Exercise directions: Find every line of the listing below where "CacheProvider" appears, and copy it.

==== Material shown

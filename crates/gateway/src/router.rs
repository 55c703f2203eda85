//! C8 — request admission and routing (`spec.md` §4.8).
//!
//! State machine per request:
//!
//! ```text
//! ACCEPT → PARSE_ROUTE → CHECK_METHOD → AUTHZ → RESOLVE_ENV → DISPATCH → RESPOND
//!         \______________ any step may fail → RESPOND(error) ______________/
//! ```
//!
//! `AppState` is the process-wide composition root: every long-lived
//! dependency (C1-C7, C10) a request might touch, assembled once at startup
//! and cheaply cloned per request via the `Arc`s it holds — the same
//! `Arc<Config>`-snapshot shape the teacher uses for its own listener state.

use std::collections::HashMap;
use std::sync::Arc;

use axum::extract::{Path, RawQuery, State};
use axum::http::{HeaderMap, Method, StatusCode};
use axum::response::IntoResponse;
use bytes::Bytes;
use parking_lot::RwLock as SyncRwLock;
use sqlx::PgPool;

use gateway_core::GatewayError;

use crate::cache::CacheProvider;
use crate::config::Config;
use crate::edm::EdmRegistry;
use crate::model::HttpMethod;
use crate::sql::SqlPool;
use crate::token::{AuditContext, TokenGuard};
use crate::urlallowlist::UrlAllowList;
use crate::{Body, Response};

/// Everything a request might need, assembled once at process start.
#[derive(Clone)]
pub struct AppState {
	pub config: Arc<Config>,
	pub sql_pool: Arc<SqlPool>,
	pub cache: Arc<dyn CacheProvider>,
	pub edm: Arc<EdmRegistry>,
	pub allow_list: Arc<UrlAllowList>,
	pub token_guard: Arc<TokenGuard>,
	pub http_client: reqwest::Client,
	env_pools: Arc<SyncRwLock<HashMap<String, PgPool>>>,
}

impl AppState {
	pub fn new(
		config: Arc<Config>,
		sql_pool: Arc<SqlPool>,
		cache: Arc<dyn CacheProvider>,
		edm: Arc<EdmRegistry>,
		allow_list: Arc<UrlAllowList>,
		token_guard: Arc<TokenGuard>,
	) -> Self {
		AppState {
			config,
			sql_pool,
			cache,
			edm,
			allow_list,
			token_guard,
			http_client: reqwest::Client::new(),
			env_pools: Arc::new(SyncRwLock::new(HashMap::new())),
		}
	}

	/// Returns the live `PgPool` for an already-optimised connection string,
	/// creating (and caching) it on first use. Separate from `SqlPool`'s own
	/// keep-alive map (`spec.md` §5 "keep-alive connections are exclusively
	/// owned by the maintenance task and never handed to request handlers").
	pub async fn pool_for_env(&self, connection_string: &str) -> Result<PgPool, GatewayError> {
		if let Some(pool) = self.env_pools.read().get(connection_string) {
			return Ok(pool.clone());
		}
		let pool = self.sql_pool.create(connection_string).await?;
		self.env_pools.write().insert(connection_string.to_string(), pool.clone());
		Ok(pool)
	}
}

/// Builds the data-plane router: `/api/{env}/{endpoint}` and
/// `/api/{env}/{endpoint}/{id}`, both open to every method — `CHECK_METHOD`
/// is enforced inside the state machine, not by axum's route table, so a
/// disallowed method produces the spec's 405 rather than axum's own 404.
pub fn build_router(state: AppState) -> axum::Router {
	axum::Router::new()
		.route("/api/{env}/{endpoint}", axum::routing::any(handle_collection))
		.route("/api/{env}/{endpoint}/{id}", axum::routing::any(handle_item))
		.with_state(state)
}

async fn handle_collection(
	State(state): State<AppState>,
	Path((env, endpoint)): Path<(String, String)>,
	method: Method,
	headers: HeaderMap,
	RawQuery(query): RawQuery,
	body: Bytes,
) -> Response {
	admit_and_dispatch(state, env, endpoint, None, method, headers, query, body).await
}

async fn handle_item(
	State(state): State<AppState>,
	Path((env, endpoint, id)): Path<(String, String, String)>,
	method: Method,
	headers: HeaderMap,
	RawQuery(query): RawQuery,
	body: Bytes,
) -> Response {
	admit_and_dispatch(state, env, endpoint, Some(id), method, headers, query, body).await
}

/// Runs the full `spec.md` §4.8 state machine for one request. Every
/// fallible step short-circuits straight to `RESPOND(error)`; nothing after
/// a failed step executes.
async fn admit_and_dispatch(
	state: AppState,
	env_name: String,
	endpoint_name: String,
	id: Option<String>,
	method: Method,
	headers: HeaderMap,
	query: Option<String>,
	body: Bytes,
) -> Response {
	let span = tracing::info_span!("request", env = %env_name, endpoint = %endpoint_name, method = %method);
	let _enter = span.enter();

	match run_pipeline(&state, &env_name, &endpoint_name, id.as_deref(), &method, &headers, query.as_deref(), body).await {
		Ok(response) => response,
		Err(e) => error_response(e),
	}
}

#[allow(clippy::too_many_arguments)]
async fn run_pipeline(
	state: &AppState,
	env_name: &str,
	endpoint_name: &str,
	id: Option<&str>,
	method: &Method,
	headers: &HeaderMap,
	query: Option<&str>,
	body: Bytes,
) -> Result<Response, GatewayError> {
	// PARSE_ROUTE already happened via axum's path extraction. An unconfigured
	// environment is rejected here, before the endpoint lookup, so `spec.md`
	// §8 scenario 5 (unknown environment) yields `EnvironmentNotAllowed`
	// rather than being shadowed by `UnknownEndpoint`.
	if !state.config.environments.contains_key(env_name) {
		return Err(GatewayError::EnvironmentNotAllowed(env_name.to_string()));
	}

	let endpoint = state
		.config
		.endpoints
		.get(&(env_name.to_string(), endpoint_name.to_string()))
		.ok_or_else(|| GatewayError::UnknownEndpoint {
			env: env_name.to_string(),
			endpoint: endpoint_name.to_string(),
		})?
		.clone();

	// CHECK_METHOD
	let requested = HttpMethod::from_http(method).ok_or(GatewayError::MethodNotAllowed)?;
	if !endpoint.allowed_methods.contains(&requested) {
		return Err(GatewayError::MethodNotAllowed);
	}

	// AUTHZ
	let bearer = bearer_token(headers);
	let ctx = AuditContext {
		operation: method.as_str(),
		source: env_name,
		ip: None,
		user_agent: headers.get(axum::http::header::USER_AGENT).and_then(|v| v.to_str().ok()),
	};
	let effective_scope_list = endpoint.allowed_environments.as_deref();
	let _principal = state
		.token_guard
		.authorise(bearer.as_deref(), env_name, endpoint_name, ctx)
		.await
		.map_err(GatewayError::from)?;
	if let Some(allowed) = effective_scope_list
		&& !crate::model::matches_wildcard_list(allowed, env_name)
	{
		return Err(GatewayError::EnvironmentForbidden);
	}

	// RESOLVE_ENV
	let resolved_env = crate::env::load(&state.config, env_name)?;

	// DISPATCH
	crate::handlers::dispatch(state, env_name, &resolved_env, &endpoint, id, method, query, body).await
}

fn bearer_token(headers: &HeaderMap) -> Option<String> {
	let value = headers.get(axum::http::header::AUTHORIZATION)?.to_str().ok()?;
	value.strip_prefix("Bearer ").map(str::to_string)
}

fn error_response(e: GatewayError) -> Response {
	let Some(status) = e.status_code() else {
		// `None` means "produce no response" (client disconnect/cancellation);
		// axum still needs *something*, so the connection is simply dropped
		// by the caller observing the future cancelled — this path is only
		// reached if the error somehow escaped that cancellation handling.
		return StatusCode::NO_CONTENT.into_response();
	};
	if e.is_internal() {
		tracing::error!(error = %e, "internal error");
	}
	let body = e.to_body();
	(status, axum::Json(body)).into_response()
}

/// Builds the admin router: `/health/live` (no auth) and `/health`,
/// `/health/details` (auth required, per `spec.md` §6). Content of the
/// health checks themselves is out of scope (`spec.md` §1); this only wires
/// the hook the embedding process (`gateway-app`) mounts.
pub fn build_admin_router(state: AppState) -> axum::Router {
	axum::Router::new()
		.route("/health/live", axum::routing::get(|| async { "Alive" }))
		.route("/health", axum::routing::get(health_details))
		.route("/health/details", axum::routing::get(health_details))
		.with_state(state)
}

async fn health_details(State(state): State<AppState>, headers: HeaderMap) -> Response {
	let bearer = bearer_token(&headers);
	let ctx = AuditContext {
		operation: "health",
		source: "admin",
		ip: None,
		user_agent: None,
	};
	if state.token_guard.authorise(bearer.as_deref(), "*", "health", ctx).await.is_err() {
		return error_response(GatewayError::MissingToken);
	}
	let body = serde_json::json!({
		"status": "Healthy",
		"timestamp": chrono::Utc::now().to_rfc3339(),
		"checks": {
			"cache": format!("{:?}", state.cache.provider_kind()),
			"cacheConnected": state.cache.is_connected(),
		},
	});
	(StatusCode::OK, axum::Json(body)).into_response()
}

/// Pulled out of `lib.rs`'s `Response`/`Body` aliases so handlers can build
/// framework-agnostic values; kept here since it's only ever constructed by
/// the router/handlers pair.
pub fn json_response(status: StatusCode, value: serde_json::Value) -> Response {
	let bytes = serde_json::to_vec(&value).unwrap_or_default();
	axum::http::Response::builder()
		.status(status)
		.header(axum::http::header::CONTENT_TYPE, "application/json")
		.body(Body::from(bytes))
		.expect("valid response")
}

#[cfg(test)]
mod tests {
	use super::*;

	#[test]
	fn bearer_token_strips_prefix() {
		let mut headers = HeaderMap::new();
		headers.insert(axum::http::header::AUTHORIZATION, "Bearer abc123".parse().unwrap());
		assert_eq!(bearer_token(&headers), Some("abc123".to_string()));
	}

	#[test]
	fn missing_authorization_header_yields_none() {
		let headers = HeaderMap::new();
		assert_eq!(bearer_token(&headers), None);
	}

	/// `spec.md` §8 scenario 5: an unconfigured environment is rejected with
	/// 400 (`EnvironmentNotAllowed`), not 404 — `run_pipeline` checks
	/// environment existence before it ever looks the endpoint up.
	#[test]
	fn unknown_environment_maps_to_bad_request() {
		let err = GatewayError::EnvironmentNotAllowed("invalid".to_string());
		assert_eq!(err.status_code(), Some(StatusCode::BAD_REQUEST));
	}

	/// A known environment with no matching endpoint is still a plain 404.
	#[test]
	fn unknown_endpoint_maps_to_not_found() {
		let err = GatewayError::UnknownEndpoint {
			env: "600".to_string(),
			endpoint: "NoSuchEndpoint".to_string(),
		};
		assert_eq!(err.status_code(), Some(StatusCode::NOT_FOUND));
	}

	/// `spec.md` §8 scenario 6: missing bearer token → 401.
	#[test]
	fn missing_token_maps_to_unauthorized() {
		assert_eq!(GatewayError::MissingToken.status_code(), Some(StatusCode::UNAUTHORIZED));
	}
}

========

Result of this task:
use crate::cache::CacheProvider;
	pub cache: Arc<dyn CacheProvider>,
		cache: Arc<dyn CacheProvider>,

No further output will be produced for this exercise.